# Action item
Each line of the listing below that includes "peer" should be reported.

# Data to use
//! Wire-level schema for the external interfaces of spec §6 that are in
//! scope here: the iSchedule POST request/response body (RFC 6638 Appendix
//! C), a free-busy query, and the iSchedule capabilities/domain-key
//! documents. Trimmed from the full WebDAV/CalDAV/CardDAV protocol surface
//! to the scheduling-relevant slice; no HTTP server sits behind it.

pub mod capabilities;
pub mod responses;
pub mod schema;
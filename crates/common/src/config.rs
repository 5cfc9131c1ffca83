use ahash::{AHashMap, AHashSet};
use std::time::Duration;

/// Scheduling-engine-wide configuration, the slice of the deployment's
/// `GroupwareConfig` that C1-C7 actually consult. Everything else a real
/// calendar server configures (DAV locking, sharing, addressbooks, file
/// storage) lives outside this engine's boundary.
#[derive(Debug, Clone)]
pub struct SchedulingConfig {
    /// Domains this node is authoritative for. An attendee/organizer address
    /// whose domain is in this set resolves locally (C1); anything else is
    /// either a cluster peer (`cluster_nodes`) or an external iMIP/iSchedule
    /// recipient.
    pub local_domains: AHashSet<String>,
    /// `PRODID` stamped on every iTIP message this engine assembles (C3).
    pub prod_id: String,
    /// Hard cap on a stored or inbound iCalendar object's serialized size.
    pub max_ical_size: usize,
    /// Name of the default scheduling inbox/outbox collection, mirroring
    /// the deployment's default calendar naming convention.
    pub default_calendar_name: String,
    /// Whether inbound `METHOD:REQUEST`/`REPLY`/etc. are auto-processed at
    /// all (C6); when `false` the engine only ever originates messages.
    pub itip_enabled: bool,
    /// Timeout for an outbound iMIP (SMTP) delivery attempt.
    pub imip_timeout: Duration,
    /// Timeout for an outbound iSchedule (HTTPS POST) delivery attempt.
    pub ischedule_timeout: Duration,
    /// Other cluster nodes reachable via iSchedule rather than iMIP, keyed
    /// by the domain they're authoritative for.
    pub cluster_nodes: AHashMap<String, ClusterNode>,
}

/// A peer node in the same deployment, reachable over iSchedule instead of
/// having to round-trip through SMTP the way a fully external attendee is.
#[derive(Debug, Clone)]
pub struct ClusterNode {
    pub ischedule_url: String,
}

impl SchedulingConfig {
    /// `true` if `domain` is served by this node directly.
    pub fn is_local_domain(&self, domain: &str) -> bool {
        self.local_domains.contains(&domain.to_lowercase())
    }

    /// The cluster node authoritative for `domain`, if this deployment has
    /// one; `None` means a fully external recipient (iMIP only).
    pub fn cluster_node_for(&self, domain: &str) -> Option<&ClusterNode> {
        self.cluster_nodes.get(&domain.to_lowercase())
    }
}

impl Default for SchedulingConfig {
    fn default() -> Self {
        Self {
            local_domains: AHashSet::default(),
            prod_id: "-//Scheduling Engine//EN".to_string(),
            max_ical_size: 1024 * 1024,
            default_calendar_name: "default".to_string(),
            itip_enabled: true,
            imip_timeout: Duration::from_secs(30),
            ischedule_timeout: Duration::from_secs(30),
            cluster_nodes: AHashMap::default(),
        }
    }
}

#[cfg(test)]
mod tests {
    use super::*;

    #[test]
    fn local_domain_check_is_case_insensitive() {
        let mut cfg = SchedulingConfig::default();
        cfg.local_domains.insert("example.com".to_string());
        assert!(cfg.is_local_domain("Example.COM"));
        assert!(!cfg.is_local_domain("other.test"));
    }
}
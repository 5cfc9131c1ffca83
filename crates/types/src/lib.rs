pub mod address;
pub mod status;

pub type DocumentId = u32;

/// A half-open `[start, end)` instant range, used by the busy-time federator
/// (C7) and by recurrence expansion to test overlap.
#[derive(Debug, Clone, Copy, PartialEq, Eq, Hash)]
#[cfg_attr(feature = "test_mode", derive(serde::Serialize, serde::Deserialize))]
pub struct TimeRange {
    pub start: i64,
    pub end: i64,
}

impl TimeRange {
    pub fn new(start: i64, end: i64) -> Self {
        Self { start, end }
    }

    /// RFC4791#9.9 overlap test.
    pub fn overlaps(&self, start: i64, end: i64) -> bool {
        self.start < end && self.end > start
    }
}

impl Default for TimeRange {
    fn default() -> Self {
        Self {
            start: i64::MIN,
            end: i64::MAX,
        }
    }
}
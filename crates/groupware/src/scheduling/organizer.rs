//! Organizer-side request planning (spec C4): decides, for a changed event,
//! which attendees get a full `REQUEST`, which get a scoped per-instance
//! update, and which get a `CANCEL`/`ADD`.

use crate::scheduling::{
    InstanceId, ItipError, ItipMessage, ItipSnapshots, event_cancel::build_cancel_component,
    is_cancelled,
    itip::{ItipExportAs, itip_add_tz, itip_build_envelope, itip_export_component},
};
use ahash::{AHashMap, AHashSet};
use calcard::{
    common::PartialDateTime,
    icalendar::{
        ICalendar, ICalendarComponent, ICalendarComponentType, ICalendarMethod,
        ICalendarParticipationStatus, ICalendarProperty,
    },
};
use std::collections::hash_map::Entry;

/// Diffs `old_ical`/`new_ical` and builds the set of outbound messages an
/// organizer-side edit requires. `increment_sequences` collects the
/// component ids whose stored `SEQUENCE` must be bumped once these messages
/// are sent (spec C4's sequence-bump side effect).
pub(crate) fn organizer_handle_update(
    prod_id: &str,
    old_ical: &ICalendar,
    new_ical: &ICalendar,
    old_itip: ItipSnapshots<'_>,
    new_itip: ItipSnapshots<'_>,
    increment_sequences: &mut Vec<u16>,
) -> Result<Vec<ItipMessage<ICalendar>>, ItipError> {
    let mut changed_instances: Vec<(&InstanceId, &str, &ICalendarMethod)> = Vec::new();
    let mut increment_sequence = false;
    let mut changed_properties = AHashSet::new();

    for (instance_id, instance) in &new_itip.components {
        if let Some(old_instance) = old_itip.components.get(instance_id) {
            let changed_entries = instance.entries != old_instance.entries;
            let changed_attendees = instance.attendees != old_instance.attendees;

            if changed_entries || changed_attendees {
                if changed_entries {
                    for entry in instance.entries.symmetric_difference(&old_instance.entries) {
                        increment_sequence = increment_sequence
                            || matches!(
                                entry.name,
                                ICalendarProperty::Dtstart
                                    | ICalendarProperty::Dtend
                                    | ICalendarProperty::Duration
                                    | ICalendarProperty::Due
                                    | ICalendarProperty::Rrule
                                    | ICalendarProperty::Rdate
                                    | ICalendarProperty::Exdate
                                    | ICalendarProperty::Status
                                    | ICalendarProperty::Location
                            );
                        changed_properties.insert(entry.name);
                    }
                }

                if changed_attendees {
                    changed_instances.extend(
                        old_instance
                            .external_attendees()
                            .filter(|attendee| attendee.send_update_messages())
                            .map(|attendee| attendee.email.email.as_str())
                            .collect::<AHashSet<_>>()
                            .difference(
                                &instance
                                    .external_attendees()
                                    .map(|attendee| attendee.email.email.as_str())
                                    .collect::<AHashSet<_>>(),
                            )
                            .map(|attendee| (instance_id, *attendee, &ICalendarMethod::Cancel)),
                    );
                    changed_properties.insert(&ICalendarProperty::Attendee);
                    increment_sequence = true;
                }

                changed_instances.extend(instance.attendees.iter().filter_map(|attendee| {
                    attendee
                        .send_update_messages()
                        .then_some((instance_id, attendee.email.email.as_str(), &ICalendarMethod::Request))
                }));
            }
        } else if instance_id != &InstanceId::Main {
            changed_properties.insert(&ICalendarProperty::Exdate);
            let method = if is_cancelled(instance.comp) {
                &ICalendarMethod::Cancel
            } else {
                &ICalendarMethod::Add
            };

            changed_instances.extend(instance.attendees.iter().filter_map(|attendee| {
                attendee
                    .send_invite_messages()
                    .then_some((instance_id, attendee.email.email.as_str(), method))
            }));

            increment_sequence = true;
        } else {
            return Err(ItipError::CannotModifyInstance);
        }
    }

    for (instance_id, old_instance) in &old_itip.components {
        if !new_itip.components.contains_key(instance_id) {
            if instance_id != &InstanceId::Main {
                changed_instances.extend(old_instance.attendees.iter().filter_map(|attendee| {
                    attendee
                        .send_update_messages()
                        .then_some((instance_id, attendee.email.email.as_str(), &ICalendarMethod::Cancel))
                }));
                changed_properties.insert(&ICalendarProperty::Exdate);
                increment_sequence = true;
            } else {
                return Err(ItipError::CannotModifyInstance);
            }
        }
    }

    if changed_instances.is_empty() {
        return Err(ItipError::NothingToSend);
    }

    // Attendees who'd otherwise get several partial messages get one full
    // update instead; an attendee getting a full update for the main
    // instance never also gets a partial one.
    let mut send_full_update: AHashSet<&str> = AHashSet::new();
    let mut send_partial_update: AHashMap<&str, AHashMap<&ICalendarMethod, Vec<&InstanceId>>> =
        AHashMap::new();
    for (instance_id, email, method) in &changed_instances {
        if *instance_id == &InstanceId::Main && *method == &ICalendarMethod::Request {
            send_full_update.insert(*email);
            send_partial_update.remove(email);
        } else if !send_full_update.contains(email) {
            match send_partial_update.entry(email) {
                Entry::Occupied(mut entry) => {
                    let entry = entry.get_mut();
                    let is_empty = entry.is_empty();
                    match entry.entry(method) {
                        Entry::Occupied(mut method_entry) => {
                            method_entry.get_mut().push(*instance_id);
                        }
                        Entry::Vacant(method_entry) if is_empty => {
                            method_entry.insert(vec![*instance_id]);
                        }
                        _ => {
                            send_full_update.insert(*email);
                            send_partial_update.remove(email);
                        }
                    }
                }
                Entry::Vacant(entry) => {
                    entry.insert(AHashMap::from_iter([(*method, vec![*instance_id])]));
                }
            }
        }
    }

    let mut messages = Vec::new();
    if !send_full_update.is_empty() {
        match organizer_request_full(
            prod_id,
            new_ical,
            &new_itip,
            increment_sequence.then_some(increment_sequences),
            false,
        ) {
            Ok(messages_) => {
                for message in messages_ {
                    messages.push(message);
                }
            }
            Err(err) => {
                if send_partial_update.is_empty() {
                    return Err(err);
                }
            }
        }
    }

    if !send_partial_update.is_empty() {
        let mut updates: AHashMap<(&ICalendarMethod, Vec<&InstanceId>), Vec<&str>> = AHashMap::new();
        for (email, partial_updates) in send_partial_update {
            for (method, mut instances) in partial_updates {
                instances.sort_unstable();
                instances.dedup();
                updates.entry((method, instances)).or_default().push(email);
            }
        }

        let dt_stamp = PartialDateTime::now();
        for ((method, instances), emails) in updates {
            let (mut ical, mut itip, is_cancel) = if matches!(method, ICalendarMethod::Cancel) {
                (old_ical, &old_itip, true)
            } else {
                (new_ical, &new_itip, false)
            };

            let mut message = ICalendar {
                components: Vec::with_capacity(instances.len() + 1),
            };
            message.components.push(itip_build_envelope(method.clone(), prod_id));

            let mut new_increment_sequences = Vec::new();

            for instance_id in instances {
                let comp = match itip.components.get(instance_id) {
                    Some(comp) => comp,
                    None => {
                        ical = new_ical;
                        itip = &new_itip;
                        itip.components.get(instance_id).unwrap()
                    }
                };
                let sequence = if increment_sequence {
                    comp.sequence.unwrap_or_default() + 1
                } else {
                    comp.sequence.unwrap_or_default()
                };
                let orig_component = comp.comp;
                let component = if !is_cancel {
                    if increment_sequence {
                        new_increment_sequences.push(comp.comp_id);
                    }
                    itip_export_component(
                        orig_component,
                        itip.uid,
                        &dt_stamp,
                        sequence,
                        ItipExportAs::Organizer(&ICalendarParticipationStatus::NeedsAction),
                    )
                } else {
                    build_cancel_component(
                        orig_component.component_type.clone(),
                        itip,
                        sequence,
                        dt_stamp.clone(),
                        emails.iter().copied(),
                    )
                };

                let comp_id = message.components.len() as u32;
                message.components.push(component);
                message.components[0].component_ids.push(comp_id);
            }
            increment_sequences.extend(new_increment_sequences);

            itip_add_tz(&mut message, ical);

            messages.push(ItipMessage {
                method: method.clone(),
                from: itip.organizer.email.email.clone(),
                from_organizer: true,
                to: emails.into_iter().map(|e| e.to_string()).collect(),
                changed_properties: changed_properties.iter().map(|p| (*p).clone()).collect(),
                message,
            });
        }
    }

    Ok(messages)
}

/// Builds a full `REQUEST` for every attendee across every instance (spec
/// C4's `FullUpdate`). Used both for a brand-new event (`is_first_request`)
/// and as the fallback when a change touches the main instance.
pub(crate) fn organizer_request_full(
    prod_id: &str,
    ical: &ICalendar,
    itip: &ItipSnapshots<'_>,
    mut increment_sequence: Option<&mut Vec<u16>>,
    is_first_request: bool,
) -> Result<Vec<ItipMessage<ICalendar>>, ItipError> {
    let dt_stamp = PartialDateTime::now();
    let mut message = ICalendar {
        components: vec![ICalendarComponent::default(); ical.components.len()],
    };
    message.components[0] = itip_build_envelope(ICalendarMethod::Request, prod_id);

    let mut recipients = AHashSet::new();
    let mut copy_components = AHashSet::new();

    for comp in itip.components.values() {
        if comp.attendees.is_empty() {
            continue;
        }

        let sequence = if let Some(increment_sequence) = &mut increment_sequence {
            increment_sequence.push(comp.comp_id);
            comp.sequence.unwrap_or_default() + 1
        } else {
            comp.sequence.unwrap_or_default()
        };
        let orig_component = &ical.components[comp.comp_id as usize];
        let mut component = itip_export_component(
            orig_component,
            itip.uid,
            &dt_stamp,
            sequence,
            ItipExportAs::Organizer(&ICalendarParticipationStatus::NeedsAction),
        );

        if is_first_request {
            for sub_comp_id in &orig_component.component_ids {
                if matches!(
                    ical.components[*sub_comp_id as usize].component_type,
                    ICalendarComponentType::VAlarm
                ) {
                    copy_components.insert(*sub_comp_id);
                    component.component_ids.push(*sub_comp_id);
                }
            }
        }

        message.components[comp.comp_id as usize] = component;
        message.components[0].component_ids.push(comp.comp_id as u32);

        for attendee in &comp.attendees {
            if (is_first_request && attendee.send_invite_messages())
                || (!is_first_request && attendee.send_update_messages())
            {
                recipients.insert(&attendee.email.email);
            }
        }
    }

    for (comp_id, comp) in ical.components.iter().enumerate() {
        if matches!(comp.component_type, ICalendarComponentType::VTimezone) {
            copy_components.extend(comp.component_ids.iter().copied());
            message.components[0].component_ids.push(comp_id as u32);
        } else if !copy_components.contains(&(comp_id as u32)) {
            continue;
        }
        message.components[comp_id] = comp.clone();
    }
    message.components[0].component_ids.sort_unstable();

    if !recipients.is_empty() {
        Ok(vec![ItipMessage {
            method: ICalendarMethod::Request,
            from: itip.organizer.email.email.clone(),
            from_organizer: true,
            to: recipients.into_iter().map(|e| e.to_string()).collect(),
            changed_properties: vec![],
            message,
        }])
    } else {
        Err(ItipError::NothingToSend)
    }
}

# Solution for this exercise
    /// either a cluster peer (`cluster_nodes`) or an external iMIP/iSchedule
/// A peer node in the same deployment, reachable over iSchedule instead of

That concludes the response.